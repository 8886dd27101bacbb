//! Core behavior trait.
//!
//! This module defines the [`Behavior`] trait, the fundamental abstraction
//! for all behavior tree nodes. Unlike a one-shot evaluator, every node
//! here carries lifecycle state across ticks: it remembers its current
//! [`Status`], is re-initialised at the start of each activation, and is
//! explicitly terminated when it is abandoned while still running.

use std::time::Duration;

use crate::Status;
use crate::error::SetupError;

/// A behavior tree node with a tick lifecycle.
///
/// # Lifecycle
///
/// 1. Constructed once at tree-build time with status [`Status::Invalid`].
/// 2. [`setup`](Behavior::setup) is called exactly once before the first
///    tick to acquire external resources (composites recurse in child
///    order). A setup failure is fatal at the driver.
/// 3. [`tick`](Behavior::tick) runs every cycle for the tree's lifetime.
///    Each *activation* (the span from a fresh tick after a non-`Running`
///    status until the next terminal status) begins with one call to
///    [`initialise`](Behavior::initialise).
/// 4. [`stop`](Behavior::stop) is called whenever the node is abandoned
///    while `Running` (preempted by a higher-priority sibling, a parallel
///    sibling finishing first, or whole-tree shutdown). It fires the
///    [`terminate`](Behavior::terminate) hook, which is the sole
///    cancellation path for in-flight external work.
pub trait Behavior: Send {
    /// Human-readable node name, used for logging and error reporting.
    fn name(&self) -> &str;

    /// The status recorded by the most recent `tick` or `stop`.
    fn status(&self) -> Status;

    /// Mutable access to the recorded status.
    ///
    /// Exists so the provided `tick`/`stop` methods can do the bookkeeping;
    /// callers should not reach for this directly.
    fn status_mut(&mut self) -> &mut Status;

    /// One-time acquisition of external resources.
    ///
    /// Composites propagate the call to every child in order and fail fast
    /// on the first child error.
    fn setup(&mut self, timeout: Duration) -> Result<(), SetupError> {
        let _ = timeout;
        Ok(())
    }

    /// Invoked once at the start of every fresh activation, before the
    /// first `update` of that activation.
    fn initialise(&mut self) {}

    /// Computes this tick's status from current inputs.
    ///
    /// Must not block the tick thread and must never return
    /// [`Status::Invalid`]; faults are mapped to [`Status::Failure`] here
    /// rather than propagated.
    fn update(&mut self) -> Status;

    /// Release hook, invoked by [`stop`](Behavior::stop) on every
    /// transition away from `Running` (natural completion included).
    ///
    /// Nodes with outstanding external side effects cancel them here;
    /// composites stop any still-running children.
    fn terminate(&mut self, new_status: Status) {
        let _ = new_status;
    }

    /// Ticks this node once and returns the resulting status.
    ///
    /// This is the public entry point: it handles activation bookkeeping
    /// around [`update`](Behavior::update) and routes terminal results
    /// through [`stop`](Behavior::stop) so the `terminate` hook always
    /// fires on completion.
    fn tick(&mut self) -> Status {
        if !self.status().is_running() {
            tracing::trace!(node = self.name(), "initialise");
            self.initialise();
        }
        let new_status = self.update();
        debug_assert!(
            new_status != Status::Invalid,
            "update() must resolve to Running/Success/Failure"
        );
        if new_status.is_running() {
            *self.status_mut() = Status::Running;
        } else {
            self.stop(new_status);
        }
        new_status
    }

    /// Terminates this node with the given status.
    ///
    /// Called by parents when this node is preempted (with
    /// [`Status::Invalid`]) and by `tick` on natural completion.
    fn stop(&mut self, new_status: Status) {
        self.terminate(new_status);
        *self.status_mut() = new_status;
    }
}

/// Blanket implementation for boxed behaviors.
///
/// This allows `Box<dyn Behavior>` to also implement `Behavior`, enabling
/// heterogeneous child collections inside composites.
impl Behavior for Box<dyn Behavior> {
    fn name(&self) -> &str {
        (**self).name()
    }

    fn status(&self) -> Status {
        (**self).status()
    }

    fn status_mut(&mut self) -> &mut Status {
        (**self).status_mut()
    }

    fn setup(&mut self, timeout: Duration) -> Result<(), SetupError> {
        (**self).setup(timeout)
    }

    fn initialise(&mut self) {
        (**self).initialise()
    }

    fn update(&mut self) -> Status {
        (**self).update()
    }

    fn terminate(&mut self, new_status: Status) {
        (**self).terminate(new_status)
    }

    fn tick(&mut self) -> Status {
        (**self).tick()
    }

    fn stop(&mut self, new_status: Status) {
        (**self).stop(new_status)
    }
}

#[cfg(test)]
mod tests {
    use super::*;

    struct Counting {
        status: Status,
        result: Status,
        initialised: u32,
        updated: u32,
        terminated: Vec<Status>,
    }

    impl Counting {
        fn new(result: Status) -> Self {
            Self {
                status: Status::Invalid,
                result,
                initialised: 0,
                updated: 0,
                terminated: Vec::new(),
            }
        }
    }

    impl Behavior for Counting {
        fn name(&self) -> &str {
            "counting"
        }

        fn status(&self) -> Status {
            self.status
        }

        fn status_mut(&mut self) -> &mut Status {
            &mut self.status
        }

        fn initialise(&mut self) {
            self.initialised += 1;
        }

        fn update(&mut self) -> Status {
            self.updated += 1;
            self.result
        }

        fn terminate(&mut self, new_status: Status) {
            self.terminated.push(new_status);
        }
    }

    #[test]
    fn initialise_runs_once_per_activation() {
        let mut node = Counting::new(Status::Running);
        assert_eq!(node.tick(), Status::Running);
        assert_eq!(node.tick(), Status::Running);
        assert_eq!(node.tick(), Status::Running);
        assert_eq!(node.initialised, 1);
        assert_eq!(node.updated, 3);
    }

    #[test]
    fn terminal_status_starts_fresh_activation() {
        let mut node = Counting::new(Status::Success);
        node.tick();
        node.tick();
        // Every tick after a terminal status is a fresh activation.
        assert_eq!(node.initialised, 2);
    }

    #[test]
    fn terminate_fires_on_natural_completion() {
        let mut node = Counting::new(Status::Failure);
        node.tick();
        assert_eq!(node.terminated, vec![Status::Failure]);
        assert_eq!(node.status(), Status::Failure);
    }

    #[test]
    fn stop_records_status_and_fires_hook() {
        let mut node = Counting::new(Status::Running);
        node.tick();
        node.stop(Status::Invalid);
        assert_eq!(node.terminated, vec![Status::Invalid]);
        assert_eq!(node.status(), Status::Invalid);
    }
}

● **YOUR OBJECTIVE**: Please write out the whole of the material exactly.

● **OUTPUT OF THE TASK**:
repository 8886dd27101bacbb
//! Core behavior trait.
//!
//! This module defines the [`Behavior`] trait, the fundamental abstraction
//! for all behavior tree nodes. Unlike a one-shot evaluator, every node
//! here carries lifecycle state across ticks: it remembers its current
//! [`Status`], is re-initialised at the start of each activation, and is
//! explicitly terminated when it is abandoned while still running.

use std::time::Duration;

use crate::Status;
use crate::error::SetupError;

/// A behavior tree node with a tick lifecycle.
///
/// # Lifecycle
///
/// 1. Constructed once at tree-build time with status [`Status::Invalid`].
/// 2. [`setup`](Behavior::setup) is called exactly once before the first
///    tick to acquire external resources (composites recurse in child
///    order). A setup failure is fatal at the driver.
/// 3. [`tick`](Behavior::tick) runs every cycle for the tree's lifetime.
///    Each *activation* (the span from a fresh tick after a non-`Running`
///    status until the next terminal status) begins with one call to
///    [`initialise`](Behavior::initialise).
/// 4. [`stop`](Behavior::stop) is called whenever the node is abandoned
///    while `Running` (preempted by a higher-priority sibling, a parallel
///    sibling finishing first, or whole-tree shutdown). It fires the
///    [`terminate`](Behavior::terminate) hook, which is the sole
///    cancellation path for in-flight external work.
pub trait Behavior: Send {
    /// Human-readable node name, used for logging and error reporting.
    fn name(&self) -> &str;

    /// The status recorded by the most recent `tick` or `stop`.
    fn status(&self) -> Status;

    /// Mutable access to the recorded status.
    ///
    /// Exists so the provided `tick`/`stop` methods can do the bookkeeping;
    /// callers should not reach for this directly.
    fn status_mut(&mut self) -> &mut Status;

    /// One-time acquisition of external resources.
    ///
    /// Composites propagate the call to every child in order and fail fast
    /// on the first child error.
    fn setup(&mut self, timeout: Duration) -> Result<(), SetupError> {
        let _ = timeout;
        Ok(())
    }

    /// Invoked once at the start of every fresh activation, before the
    /// first `update` of that activation.
    fn initialise(&mut self) {}

    /// Computes this tick's status from current inputs.
    ///
    /// Must not block the tick thread and must never return
    /// [`Status::Invalid`]; faults are mapped to [`Status::Failure`] here
    /// rather than propagated.
    fn update(&mut self) -> Status;

    /// Release hook, invoked by [`stop`](Behavior::stop) on every
    /// transition away from `Running` (natural completion included).
    ///
    /// Nodes with outstanding external side effects cancel them here;
    /// composites stop any still-running children.
    fn terminate(&mut self, new_status: Status) {
        let _ = new_status;
    }

    /// Ticks this node once and returns the resulting status.
    ///
    /// This is the public entry point: it handles activation bookkeeping
    /// around [`update`](Behavior::update) and routes terminal results
    /// through [`stop`](Behavior::stop) so the `terminate` hook always
    /// fires on completion.
    fn tick(&mut self) -> Status {
        if !self.status().is_running() {
            tracing::trace!(node = self.name(), "initialise");
            self.initialise();
        }
        let new_status = self.update();
        debug_assert!(
            new_status != Status::Invalid,
            "update() must resolve to Running/Success/Failure"
        );
        if new_status.is_running() {
            *self.status_mut() = Status::Running;
        } else {
            self.stop(new_status);
        }
        new_status
    }

    /// Terminates this node with the given status.
    ///
    /// Called by parents when this node is preempted (with
    /// [`Status::Invalid`]) and by `tick` on natural completion.
    fn stop(&mut self, new_status: Status) {
        self.terminate(new_status);
        *self.status_mut() = new_status;
    }
}

/// Blanket implementation for boxed behaviors.
///
/// This allows `Box<dyn Behavior>` to also implement `Behavior`, enabling
/// heterogeneous child collections inside composites.
impl Behavior for Box<dyn Behavior> {
    fn name(&self) -> &str {
        (**self).name()
    }

    fn status(&self) -> Status {
        (**self).status()
    }

    fn status_mut(&mut self) -> &mut Status {
        (**self).status_mut()
    }

    fn setup(&mut self, timeout: Duration) -> Result<(), SetupError> {
        (**self).setup(timeout)
    }

    fn initialise(&mut self) {
        (**self).initialise()
    }

    fn update(&mut self) -> Status {
        (**self).update()
    }

    fn terminate(&mut self, new_status: Status) {
        (**self).terminate(new_status)
    }

    fn tick(&mut self) -> Status {
        (**self).tick()
    }

    fn stop(&mut self, new_status: Status) {
        (**self).stop(new_status)
    }
}

#[cfg(test)]
mod tests {
    use super::*;

    struct Counting {
        status: Status,
        result: Status,
        initialised: u32,
        updated: u32,
        terminated: Vec<Status>,
    }

    impl Counting {
        fn new(result: Status) -> Self {
            Self {
                status: Status::Invalid,
                result,
                initialised: 0,
                updated: 0,
                terminated: Vec::new(),
            }
        }
    }

    impl Behavior for Counting {
        fn name(&self) -> &str {
            "counting"
        }

        fn status(&self) -> Status {
            self.status
        }

        fn status_mut(&mut self) -> &mut Status {
            &mut self.status
        }

        fn initialise(&mut self) {
            self.initialised += 1;
        }

        fn update(&mut self) -> Status {
            self.updated += 1;
            self.result
        }

        fn terminate(&mut self, new_status: Status) {
            self.terminated.push(new_status);
        }
    }

    #[test]
    fn initialise_runs_once_per_activation() {
        let mut node = Counting::new(Status::Running);
        assert_eq!(node.tick(), Status::Running);
        assert_eq!(node.tick(), Status::Running);
        assert_eq!(node.tick(), Status::Running);
        assert_eq!(node.initialised, 1);
        assert_eq!(node.updated, 3);
    }

    #[test]
    fn terminal_status_starts_fresh_activation() {
        let mut node = Counting::new(Status::Success);
        node.tick();
        node.tick();
        // Every tick after a terminal status is a fresh activation.
        assert_eq!(node.initialised, 2);
    }

    #[test]
    fn terminate_fires_on_natural_completion() {
        let mut node = Counting::new(Status::Failure);
        node.tick();
        assert_eq!(node.terminated, vec![Status::Failure]);
        assert_eq!(node.status(), Status::Failure);
    }

    #[test]
    fn stop_records_status_and_fires_hook() {
        let mut node = Counting::new(Status::Running);
        node.tick();
        node.stop(Status::Invalid);
        assert_eq!(node.terminated, vec![Status::Invalid]);
        assert_eq!(node.status(), Status::Invalid);
    }
}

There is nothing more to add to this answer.